Saturday 25 October 2008

Philosophy of Science Work

It was a cold and almost frosty morning. The heating comes on slightly later at the weekend and the house was still cold as I started work - sorting out the study plan for today and tomorrow. Mostly reading and taking notes on ideas on confirmation and more reading of Kuhn on Copernicus.

But first a trip outside to take some photos of the spiders' webs that are highly visible this morning. Not sure how good the pictures will look on this blog, but they look great on the PC.


And so to work - a day spent virtually entirely at my desk in our home office shown below. What a lot of books I seem to have (and you can't see the wall of books behind where I took the photo from!)


Most of the morning is spent on Howson's Hume's Problem: Induction and the Justification of Belief. This is a very interesting book in many ways. One the one hand, it believes that Hume's argument is correct (which I also think). But then seeks to argue that inductivism (as formulated within Bayesianism) is actually part of logic, following a suggestion from Ramsey that the laws of probability are laws of consistency. Hence inductivism occurs as part of remaining consistent about the degree of belief in hypotheses subject to changing evidence. Not sure I accept that.

I think large problems remain - in particular, I don't accept the view that science shows the success of inductive reasoning. Unless induction means something like the realist assumption of the regularity of nature, then I think this is simply untrue. This links back to the work I've been doing on Lakatos's meta-methodology for characterising methodologies of science. The sort of science we would expect to see if inductivism was the main methodology of science is the steady accumulation of generalisations covering wider and wider areas. What we would not see are radical revolutions that overthrow previous theories. For this would suggest that past theories were incorrect inductions and it is not clear how these could occur if the method of science generally is inductive.

My own view is based on the "no-miracles" argument for realism combined with a naturalist explanation via evolution and the acceptance of much of the Taleb thesis in The Black Swan. So the real world is a regular world, which is why some of our generalisations hold. But inductivism implies a false justificationism which will often prove incorrect in practice.

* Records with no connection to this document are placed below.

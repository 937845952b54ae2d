//! Settlement notifications for tracked jobs.
//!
//! - [`SettlementBus`] -- in-process publish/subscribe hub backed by
//!   `tokio::sync::broadcast`, carrying every job that reaches a terminal
//!   status.

pub mod bus;

pub use bus::SettlementBus;
//! Domain types and pure reconciliation logic for job status tracking.
//!
//! Nothing in this crate performs I/O. The transport and sync crates
//! build on these types:
//!
//! - [`job`] -- the `Job` record, its kind/status enums, and the
//!   `UpdateEvent` value every update path produces.
//! - [`router`] -- classification of raw push-channel payloads.
//! - [`registry`] -- the in-memory job registry and its forward-only
//!   transition rules.

pub mod job;
pub mod job_events;
pub mod registry;
pub mod router;
pub mod types;

pub use job::{Job, JobKind, JobSnapshot, JobStatus, UpdateEvent, UpdateOrigin};
pub use registry::{JobRegistry, ReconcileOutcome};
pub use types::{JobId, Timestamp};
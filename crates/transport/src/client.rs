//! Push-channel transport for per-job status streams.
//!
//! [`Transport`] is the seam the connection hub opens channels through.
//! [`WsTransport`] implements it over WebSocket: one connection per job,
//! authenticated with the session's bearer token.

use std::time::Duration;

use async_trait::async_trait;
use futures::stream::{self, BoxStream, StreamExt};
use jobsync_core::{JobId, JobKind};
use tokio_tungstenite::connect_async;
use tokio_tungstenite::tungstenite::Message;

use crate::api::build_url;

/// Inbound text frames of one job channel, in delivery order.
///
/// The stream ends when the remote side closes the channel. An `Err`
/// item means the channel broke and no further frames will follow.
pub type FrameStream = BoxStream<'static, Result<String, TransportError>>;

/// Opens push channels keyed by job id.
#[async_trait]
pub trait Transport: Send + Sync {
    /// Open the status channel for one job.
    async fn open(&self, job_id: &JobId, kind: JobKind) -> Result<FrameStream, TransportError>;
}

/// WebSocket transport targeting `{ws_url}/ws/{kind}/{job_id}`.
#[derive(Debug, Clone)]
pub struct WsTransport {
    ws_url: String,
    auth_token: Option<String>,
}

impl WsTransport {
    /// * `ws_url`     - WebSocket base URL, e.g. `wss://api.example.com`.
    /// * `auth_token` - bearer credential appended as a `token` query parameter.
    pub fn new(ws_url: impl Into<String>, auth_token: Option<String>) -> Self {
        Self {
            ws_url: ws_url.into().trim_end_matches('/').to_string(),
            auth_token,
        }
    }

    pub fn ws_url(&self) -> &str {
        &self.ws_url
    }

    /// Full channel URL for one job, with the id and token percent-encoded.
    pub fn channel_url(&self, job_id: &JobId, kind: JobKind) -> Result<String, TransportError> {
        let mut url = build_url(&self.ws_url, &["ws", kind.endpoint(), job_id.as_str()])
            .map_err(TransportError::Connection)?;
        if let Some(token) = &self.auth_token {
            url.query_pairs_mut().append_pair("token", token);
        }
        Ok(url.into())
    }
}

#[async_trait]
impl Transport for WsTransport {
    async fn open(&self, job_id: &JobId, kind: JobKind) -> Result<FrameStream, TransportError> {
        let url = self.channel_url(job_id, kind)?;

        let (ws_stream, _response) = connect_async(&url).await.map_err(|e| {
            TransportError::Connection(format!(
                "Failed to open channel for job {job_id} at {}: {e}",
                self.ws_url
            ))
        })?;

        tracing::debug!(job_id = %job_id, %kind, "WebSocket handshake complete");

        let frames = stream::unfold(ws_stream, |mut ws| async move {
            loop {
                let msg = match ws.next().await {
                    Some(msg) => msg,
                    None => return None,
                };
                match msg {
                    Ok(Message::Text(text)) => return Some((Ok(text), ws)),
                    Ok(Message::Close(frame)) => {
                        tracing::debug!(?frame, "Job channel close frame received");
                        return None;
                    }
                    Ok(Message::Binary(_)) => {
                        tracing::trace!("Ignoring binary frame on job channel");
                    }
                    // Ping/pong are answered by tungstenite.
                    Ok(Message::Ping(_) | Message::Pong(_) | Message::Frame(_)) => {}
                    Err(e) => return Some((Err(TransportError::Protocol(e.to_string())), ws)),
                }
            }
        });

        Ok(frames.boxed())
    }
}

/// Errors raised while opening or reading a job channel.
///
/// Never fatal to the session: a broken channel leaves the job pending
/// for the poll supervisor.
#[derive(Debug, Clone, thiserror::Error)]
pub enum TransportError {
    /// Failed to establish the channel.
    #[error("Connection error: {0}")]
    Connection(String),

    /// A protocol-level error on an already-established channel.
    #[error("Protocol error: {0}")]
    Protocol(String),

    /// The channel did not open within the allowed time.
    #[error("Channel open timed out after {0:?}")]
    Timeout(Duration),
}
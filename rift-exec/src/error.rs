use std::io;

use thiserror::Error;

/// Failures surfaced to callers of the execution APIs.
///
/// Runtime failures of a spawned tool are not errors here; they show up as a
/// `failed` execution status instead.
#[derive(Debug, Error)]
pub enum ExecError {
    #[error("tool `{tool}` is not in the allow-list")]
    Forbidden { tool: String },

    #[error("failed to spawn `{tool}`: {source}")]
    SpawnFailed {
        tool: String,
        #[source]
        source: io::Error,
    },

    #[error("execution `{id}` not found")]
    NotFound { id: String },
}

impl ExecError {
    /// Short machine-readable label for the error class.
    pub fn kind(&self) -> &'static str {
        match self {
            Self::Forbidden { .. } => "forbidden",
            Self::SpawnFailed { .. } => "spawn_failed",
            Self::NotFound { .. } => "not_found",
        }
    }
}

A break just after lunchtime to watch some football and try to avoid getting distracted by the new John Peel book that arrived this morning - a selection of his writings from the last 30 years of his life. I still really miss John Peel. Listening to some Peel show tapes recently has only emphasised this.

More work through the late afternoon - still focused on Howson's book. Now focused on probability approaches to inductivism.

It occurred to me that one way to re-cast some of this discussion would be to consider (again) the question of what picture of science would be generated from the model, were it to be correct. Howson has an annoying habit of simple asserting that inductive arguments are there in science all the time (a bit like Salmon in this respect and perhaps going back to the Broad quote about induction being the pride of science . . .). At a meta-level, we might suggest the "test" of inductivism by the assessment of whether, over time, and relative to the history of science, it does tend to produce the result that false hypotheses are probably false and that true hypotheses are probably true.

In this way, the problem of revolutions in science becomes more apparent. For any revolution is a case where inductivism is shown to have considered false hypotheses to be probably true - this is also closely linked to Taleb's turkeys!